Looking through the proposal, I guess there's one thing for which we can be "grateful" concerning this latest episode of obesity scaremongering: "The standards apply only to competitive items sold or available on campuses, not to federal school meals or to bagged lunches or snacks that children bring to school."

Then again, before you consider this latest oppressive scheme for food control to be only a problem of food served in the public schools, consider the ramp-up in food totalitarianism that we have been witnessing all around us. One thing for certain is that government central planners are always predictable: given the opportunity, they will collectively assimilate all people everywhere into one big kettle and dole out equitable slices of compulsory recommendations that are backed up by the supremacy of law. This is so that we can all share in the same perceived benefits in the same equal amounts as identified by them - the chosen caretakers. Never mind that what may be beneficial to one man may be detrimental to another man. Blessed be thy caretakers. They are spinning Orwell in his grave.



Just some problems with the "Obesity" war:

1). It tries to impose behavior change on everybody -- when most of those targeted are not obese and hence have no reason to change their behaviour. It is a form of punishing the innocent and the guilty alike. (It is also typical of Leftist thinking: Scorning the individual and capable of dealing with large groups only).

2). The longevity research all leads to the conclusion that it is people of MIDDLING weight who live longest -- not slim people. So the "epidemic" of obesity is in fact largely an "epidemic" of living longer.

3). It is total calorie intake that makes you fat -- not where you get your calories. Policies that attack only the source of the calories (e.g. "junk food") without addressing total calorie intake are hence pissing into the wind. People involuntarily deprived of their preferred calorie intake from one source are highly likely to seek and find their calories elsewhere.

4). So-called junk food is perfectly nutritious. A big Mac meal comprises meat, bread, salad and potatoes -- which is a mainstream Western diet. If that is bad then we are all in big trouble.

5). Food warriors demonize salt and fat. But we need a daily salt intake to counter salt-loss through perspiration and the research shows that people on salt-restricted diets die SOONER. And Eskimos eat huge amounts of fat with no apparent ill-effects. And the average home-cooked roast dinner has LOTS of fat. Will we ban roast dinners?

6). The foods restricted are often no more calorific than those permitted -- such as milk and fruit-juice drinks.

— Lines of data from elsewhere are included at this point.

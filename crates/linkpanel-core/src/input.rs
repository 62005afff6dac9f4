//! Touch and button dispatch
//!
//! Turns raw touch samples and hardware button presses into [`Command`]s.
//! Taps fire on the press edge; swipes are recognized when the finger lifts.

use embassy_time::{Duration, Instant};
use log::debug;

use crate::ui::{HitRegion, Layout, TouchEvent, TouchPoint, View};

/// Minimum horizontal travel for a swipe
pub const SWIPE_MIN_DISTANCE_PX: i32 = 90;

/// tan(35°) as a fraction of 1000. A swipe may deviate from horizontal by at
/// most 35 degrees.
const SWIPE_MAX_SLOPE_PER_MILLE: i32 = 700;

/// The three buttons below the panel
#[derive(Debug, Clone, Copy, PartialEq, Eq)]
pub enum HardwareButton {
    A,
    B,
    C,
}

#[derive(Debug, Clone, Copy, PartialEq, Eq)]
pub enum InputEvent {
    Touch(TouchEvent),
    Button(HardwareButton),
}

/// What the application should do in response to input
#[derive(Debug, Clone, Copy, PartialEq, Eq)]
pub enum Command {
    Navigate(View),
    /// Open the setup portal keeping stored credentials
    OpenPortal,
    Retry,
    /// Erase credentials and open the setup portal
    Forget,
}

#[derive(Debug, Clone, Copy, PartialEq, Eq)]
enum Swipe {
    Left,
    Right,
}

fn classify_swipe(start: TouchPoint, end: TouchPoint) -> Option<Swipe> {
    let dx = end.x as i32 - start.x as i32;
    let dy = end.y as i32 - start.y as i32;
    if dx.abs() < SWIPE_MIN_DISTANCE_PX {
        return None;
    }
    if dy.abs() * 1000 > dx.abs() * SWIPE_MAX_SLOPE_PER_MILLE {
        return None;
    }
    Some(if dx < 0 { Swipe::Left } else { Swipe::Right })
}

pub struct InputDispatcher {
    layout: Layout,
    press_origin: Option<TouchPoint>,
    last_interaction: Instant,
}

impl InputDispatcher {
    pub fn new(layout: Layout, now: Instant) -> Self {
        Self {
            layout,
            press_origin: None,
            last_interaction: now,
        }
    }

    /// Interpret one input event while `view` is on screen.
    ///
    /// Every recognized command refreshes the interaction clock.
    pub fn dispatch(&mut self, event: InputEvent, view: View, now: Instant) -> Option<Command> {
        let command = match event {
            InputEvent::Button(button) => Some(match button {
                HardwareButton::A => Command::OpenPortal,
                HardwareButton::B => Command::Navigate(view.next()),
                HardwareButton::C => Command::Navigate(view.previous()),
            }),
            InputEvent::Touch(TouchEvent::Press(point)) => {
                self.press_origin = Some(point);
                self.tap(point, view)
            }
            InputEvent::Touch(TouchEvent::Drag(_)) => None,
            InputEvent::Touch(TouchEvent::Release(point)) => self
                .press_origin
                .take()
                .and_then(|origin| classify_swipe(origin, point))
                .map(|swipe| match swipe {
                    Swipe::Left => Command::Navigate(view.next()),
                    Swipe::Right => Command::Navigate(view.previous()),
                }),
        };

        if let Some(command) = command {
            debug!("Input {:?} -> {:?}", event, command);
            self.last_interaction = now;
        }
        command
    }

    fn tap(&self, point: TouchPoint, view: View) -> Option<Command> {
        match self.layout.hit_test(point)? {
            HitRegion::Tab(target) => Some(Command::Navigate(target)),
            // Connectivity controls only exist on the WiFi view
            _ if view != View::WiFi => None,
            HitRegion::PortalButton => Some(Command::OpenPortal),
            HitRegion::RetryButton => Some(Command::Retry),
            HitRegion::ForgetButton => Some(Command::Forget),
        }
    }

    pub fn last_interaction(&self) -> Instant {
        self.last_interaction
    }

    pub fn idle_for(&self, now: Instant) -> Duration {
        now.saturating_duration_since(self.last_interaction)
    }
}

#[cfg(test)]
mod tests {
    use super::*;

    fn at(ms: u64) -> Instant {
        Instant::from_millis(ms)
    }

    fn press(x: u16, y: u16) -> InputEvent {
        InputEvent::Touch(TouchEvent::Press(TouchPoint::new(x, y)))
    }

    fn release(x: u16, y: u16) -> InputEvent {
        InputEvent::Touch(TouchEvent::Release(TouchPoint::new(x, y)))
    }

    fn center(rect: embedded_graphics::primitives::Rectangle) -> (u16, u16) {
        let c = rect.center();
        (c.x as u16, c.y as u16)
    }

    #[test]
    fn test_tab_press_navigates() {
        let layout = Layout::new();
        let mut input = InputDispatcher::new(layout, at(0));
        let (x, y) = center(layout.tab_about);
        assert_eq!(
            input.dispatch(press(x, y), View::Status, at(5)),
            Some(Command::Navigate(View::About))
        );
        assert_eq!(input.last_interaction(), at(5));
    }

    #[test]
    fn test_action_buttons_only_on_wifi_view() {
        let layout = Layout::new();
        let mut input = InputDispatcher::new(layout, at(0));
        let (x, y) = center(layout.forget_button);

        assert_eq!(input.dispatch(press(x, y), View::Status, at(10)), None);
        assert_eq!(input.last_interaction(), at(0));
        input.dispatch(release(x, y), View::Status, at(11));

        assert_eq!(
            input.dispatch(press(x, y), View::WiFi, at(20)),
            Some(Command::Forget)
        );
        let (x, y) = center(layout.portal_button);
        assert_eq!(
            input.dispatch(press(x, y), View::WiFi, at(30)),
            Some(Command::OpenPortal)
        );
        let (x, y) = center(layout.retry_button);
        assert_eq!(
            input.dispatch(press(x, y), View::WiFi, at(40)),
            Some(Command::Retry)
        );
    }

    #[test]
    fn test_swipes_cycle_views() {
        let mut input = InputDispatcher::new(Layout::new(), at(0));
        input.dispatch(press(250, 120), View::Status, at(1));
        input.dispatch(
            InputEvent::Touch(TouchEvent::Drag(TouchPoint::new(200, 125))),
            View::Status,
            at(2),
        );
        assert_eq!(
            input.dispatch(release(100, 130), View::Status, at(3)),
            Some(Command::Navigate(View::WiFi))
        );

        input.dispatch(press(50, 120), View::Status, at(4));
        assert_eq!(
            input.dispatch(release(200, 100), View::Status, at(5)),
            Some(Command::Navigate(View::About))
        );
    }

    #[test]
    fn test_short_or_steep_drags_are_not_swipes() {
        let mut input = InputDispatcher::new(Layout::new(), at(0));
        input.dispatch(press(200, 120), View::Status, at(1));
        assert_eq!(input.dispatch(release(120, 120), View::Status, at(2)), None);

        // 100px across, 80px down: about 39 degrees
        input.dispatch(press(200, 60), View::Status, at(3));
        assert_eq!(input.dispatch(release(100, 140), View::Status, at(4)), None);
        assert_eq!(input.last_interaction(), at(0));

        // Release without a press
        assert_eq!(input.dispatch(release(10, 120), View::Status, at(5)), None);
    }

    #[test]
    fn test_hardware_buttons() {
        let mut input = InputDispatcher::new(Layout::new(), at(0));
        let a = InputEvent::Button(HardwareButton::A);
        let b = InputEvent::Button(HardwareButton::B);
        let c = InputEvent::Button(HardwareButton::C);
        assert_eq!(input.dispatch(a, View::About, at(1)), Some(Command::OpenPortal));
        assert_eq!(
            input.dispatch(b, View::About, at(2)),
            Some(Command::Navigate(View::Status))
        );
        assert_eq!(
            input.dispatch(c, View::Status, at(3)),
            Some(Command::Navigate(View::About))
        );
        assert_eq!(input.idle_for(at(1003)), Duration::from_millis(1000));
    }
}
//! Drawing primitives shared by every page and the footer

use embedded_graphics::mono_font::MonoTextStyle;
use embedded_graphics::mono_font::iso_8859_1::{FONT_7X13, FONT_10X20};
use embedded_graphics::pixelcolor::Rgb565;
use embedded_graphics::prelude::*;
use embedded_graphics::primitives::{
    Line, PrimitiveStyle, PrimitiveStyleBuilder, Rectangle, RoundedRectangle,
};
use embedded_graphics::text::renderer::TextRenderer;
use embedded_graphics::text::{Alignment, Baseline, Text, TextStyle, TextStyleBuilder};

use crate::connectivity::ConnectivityState;
use crate::power::BatteryReading;
use crate::ui::ColorPalette;
use crate::ui::layout::{
    BATTERY_HEIGHT_PX, BATTERY_NUB_HEIGHT_PX, BATTERY_NUB_WIDTH_PX, BATTERY_WIDTH_PX,
    INFO_LABEL_X_PX, INFO_VALUE_WIDTH_PX, INFO_VALUE_X_PX, LINE_CLEAR_HEIGHT_PX,
};

const PILL_RADIUS_PX: u32 = 12;
const BUTTON_RADIUS_PX: u32 = 10;

/// Text color role, resolved against the palette at draw time
#[derive(Debug, Clone, Copy, PartialEq, Eq)]
pub enum Tone {
    Text,
    Muted,
}

#[derive(Debug, Clone, Copy)]
pub struct Painter {
    pub palette: ColorPalette,
}

impl Painter {
    pub fn new(palette: ColorPalette) -> Self {
        Self { palette }
    }

    pub fn tone(&self, tone: Tone) -> Rgb565 {
        match tone {
            Tone::Text => self.palette.text,
            Tone::Muted => self.palette.muted,
        }
    }

    fn body_style(color: Rgb565) -> MonoTextStyle<'static, Rgb565> {
        MonoTextStyle::new(&FONT_7X13, color)
    }

    fn centered() -> TextStyle {
        TextStyleBuilder::new()
            .alignment(Alignment::Center)
            .baseline(Baseline::Middle)
            .build()
    }

    /// Pixel width of `text` in the body font
    pub fn text_width(text: &str) -> u32 {
        Self::body_style(Rgb565::WHITE)
            .measure_string(text, Point::zero(), Baseline::Top)
            .bounding_box
            .size
            .width
    }

    /// Body text with its top-left corner at `origin`
    pub fn text<D>(
        &self,
        display: &mut D,
        text: &str,
        origin: Point,
        tone: Tone,
    ) -> Result<(), D::Error>
    where
        D: DrawTarget<Color = Rgb565>,
    {
        Text::with_baseline(text, origin, Self::body_style(self.tone(tone)), Baseline::Top)
            .draw(display)?;
        Ok(())
    }

    /// Title text with its top-left corner at `origin`
    pub fn large_text<D>(&self, display: &mut D, text: &str, origin: Point) -> Result<(), D::Error>
    where
        D: DrawTarget<Color = Rgb565>,
    {
        let style = MonoTextStyle::new(&FONT_10X20, self.palette.text);
        Text::with_baseline(text, origin, style, Baseline::Top).draw(display)?;
        Ok(())
    }

    fn centered_text<D>(
        &self,
        display: &mut D,
        text: &str,
        center: Point,
        color: Rgb565,
    ) -> Result<(), D::Error>
    where
        D: DrawTarget<Color = Rgb565>,
    {
        Text::with_text_style(text, center, Self::body_style(color), Self::centered())
            .draw(display)?;
        Ok(())
    }

    /// Blank one text line before it is redrawn
    pub fn clear_line<D>(&self, display: &mut D, origin: Point, width: u32) -> Result<(), D::Error>
    where
        D: DrawTarget<Color = Rgb565>,
    {
        display.fill_solid(
            &Rectangle::new(origin, Size::new(width, LINE_CLEAR_HEIGHT_PX)),
            self.palette.background,
        )
    }

    /// Muted label on the left, value on the right
    pub fn info_row<D>(
        &self,
        display: &mut D,
        y: i32,
        label: &str,
        value: &str,
    ) -> Result<(), D::Error>
    where
        D: DrawTarget<Color = Rgb565>,
    {
        self.text(display, label, Point::new(INFO_LABEL_X_PX, y), Tone::Muted)?;
        self.text(display, value, Point::new(INFO_VALUE_X_PX, y), Tone::Text)
    }

    /// Origin and width of the value half of an info row
    pub fn info_value_slot(y: i32) -> (Point, u32) {
        (Point::new(INFO_VALUE_X_PX, y), INFO_VALUE_WIDTH_PX)
    }

    pub fn tab<D>(
        &self,
        display: &mut D,
        area: Rectangle,
        label: &str,
        active: bool,
    ) -> Result<(), D::Error>
    where
        D: DrawTarget<Color = Rgb565>,
    {
        let (fill, text) = if active {
            (self.palette.accent, self.palette.background)
        } else {
            (self.palette.panel, self.palette.muted)
        };
        display.fill_solid(&area, fill)?;
        self.centered_text(display, label, area.center(), text)
    }

    /// Rounded status badge filled with the state color
    pub fn pill<D>(
        &self,
        display: &mut D,
        area: Rectangle,
        state: ConnectivityState,
    ) -> Result<(), D::Error>
    where
        D: DrawTarget<Color = Rgb565>,
    {
        // Corners of the old pill would otherwise survive a color change
        display.fill_solid(&area, self.palette.background)?;
        RoundedRectangle::with_equal_corners(area, Size::new(PILL_RADIUS_PX, PILL_RADIUS_PX))
            .into_styled(PrimitiveStyle::with_fill(self.palette.state_color(state)))
            .draw(display)?;
        self.centered_text(display, state.label(), area.center(), self.palette.background)
    }

    pub fn button<D>(
        &self,
        display: &mut D,
        area: Rectangle,
        color: Rgb565,
        label: &str,
    ) -> Result<(), D::Error>
    where
        D: DrawTarget<Color = Rgb565>,
    {
        let style = PrimitiveStyleBuilder::new()
            .fill_color(color)
            .stroke_color(color)
            .stroke_width(1)
            .build();
        RoundedRectangle::with_equal_corners(area, Size::new(BUTTON_RADIUS_PX, BUTTON_RADIUS_PX))
            .into_styled(style)
            .draw(display)?;
        self.centered_text(display, label, area.center(), self.palette.background)
    }

    /// Battery outline with a proportional fill and a bolt while charging
    pub fn battery<D>(
        &self,
        display: &mut D,
        origin: Point,
        reading: BatteryReading,
    ) -> Result<(), D::Error>
    where
        D: DrawTarget<Color = Rgb565>,
    {
        let body = Rectangle::new(origin, Size::new(BATTERY_WIDTH_PX, BATTERY_HEIGHT_PX));
        body.into_styled(
            PrimitiveStyleBuilder::new()
                .fill_color(self.palette.panel)
                .stroke_color(self.palette.muted)
                .stroke_width(1)
                .build(),
        )
        .draw(display)?;

        let nub = Rectangle::new(
            origin
                + Point::new(
                    BATTERY_WIDTH_PX as i32,
                    ((BATTERY_HEIGHT_PX - BATTERY_NUB_HEIGHT_PX) / 2) as i32,
                ),
            Size::new(BATTERY_NUB_WIDTH_PX, BATTERY_NUB_HEIGHT_PX),
        );
        display.fill_solid(&nub, self.palette.muted)?;

        let inner_width = BATTERY_WIDTH_PX - 4;
        let filled = inner_width * reading.percent.min(100) as u32 / 100;
        if filled > 0 {
            display.fill_solid(
                &Rectangle::new(
                    origin + Point::new(2, 2),
                    Size::new(filled, BATTERY_HEIGHT_PX - 4),
                ),
                self.palette.battery_color(reading.percent),
            )?;
        }

        if reading.charging {
            let bolt = PrimitiveStyle::with_stroke(self.palette.text, 1);
            let top = origin + Point::new(14, 2);
            let mid_left = origin + Point::new(11, 7);
            let mid_right = origin + Point::new(14, 7);
            let bottom = origin + Point::new(11, 12);
            Line::new(top, mid_left).into_styled(bolt).draw(display)?;
            Line::new(mid_left, mid_right).into_styled(bolt).draw(display)?;
            Line::new(mid_right, bottom).into_styled(bolt).draw(display)?;
        }
        Ok(())
    }
}

#[cfg(test)]
mod tests {
    use super::*;
    use crate::framebuffer::FrameBuffer;

    #[test]
    fn test_text_width_uses_fixed_advance() {
        assert_eq!(Painter::text_width(""), 0);
        assert_eq!(Painter::text_width("HomeNet"), 7 * 7);
        // Latin-1 glyphs are a single cell wide
        assert_eq!(Painter::text_width("9°C"), 3 * 7);
    }

    #[test]
    fn test_battery_fill_matches_level() {
        let painter = Painter::new(ColorPalette::default());
        let origin = Point::new(100, 100);
        let inner = Rectangle::new(origin + Point::new(2, 2), Size::new(24, 8));

        let mut fb = FrameBuffer::new();
        painter
            .battery(&mut fb, origin, BatteryReading { percent: 50, charging: false })
            .unwrap();
        assert_eq!(fb.count_color(&inner, painter.palette.good), 12 * 8);

        let mut fb = FrameBuffer::new();
        painter
            .battery(&mut fb, origin, BatteryReading { percent: 10, charging: false })
            .unwrap();
        assert_eq!(fb.count_color(&inner, painter.palette.bad), 2 * 8);
    }

    #[test]
    fn test_charging_draws_bolt() {
        let painter = Painter::new(ColorPalette::default());
        let origin = Point::new(0, 0);
        let body = Rectangle::new(origin, Size::new(BATTERY_WIDTH_PX, BATTERY_HEIGHT_PX));

        let mut fb = FrameBuffer::new();
        painter
            .battery(&mut fb, origin, BatteryReading { percent: 0, charging: true })
            .unwrap();
        assert!(fb.count_color(&body, painter.palette.text) > 0);
    }
}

7). Tendency to weight is mostly genetic and is therefore not readily susceptible to voluntary behaviour change.

8). And when are we going to ban cheese? Cheese is a concentrated calorie bomb and has lots of that wicked animal fat in it too. Wouldn't we all be better off without it? And what about butter and margarine? They are just about pure fat. Surely they should be treated as contraband in kids' lunchboxes! [/sarcasm].

Trans fats:

For one summary of the weak science behind the "trans-fat" hysteria, see here. Trans fats have only a temporary effect on blood chemistry and the evidence of lasting harm from them is dubious. By taking extreme groups in trans fats intake, some weak association with coronary heart disease has at times been shown in some sub-populations but extreme group studies are inherently at risk of confounding with other factors and are intrinsically of little interest to the average person.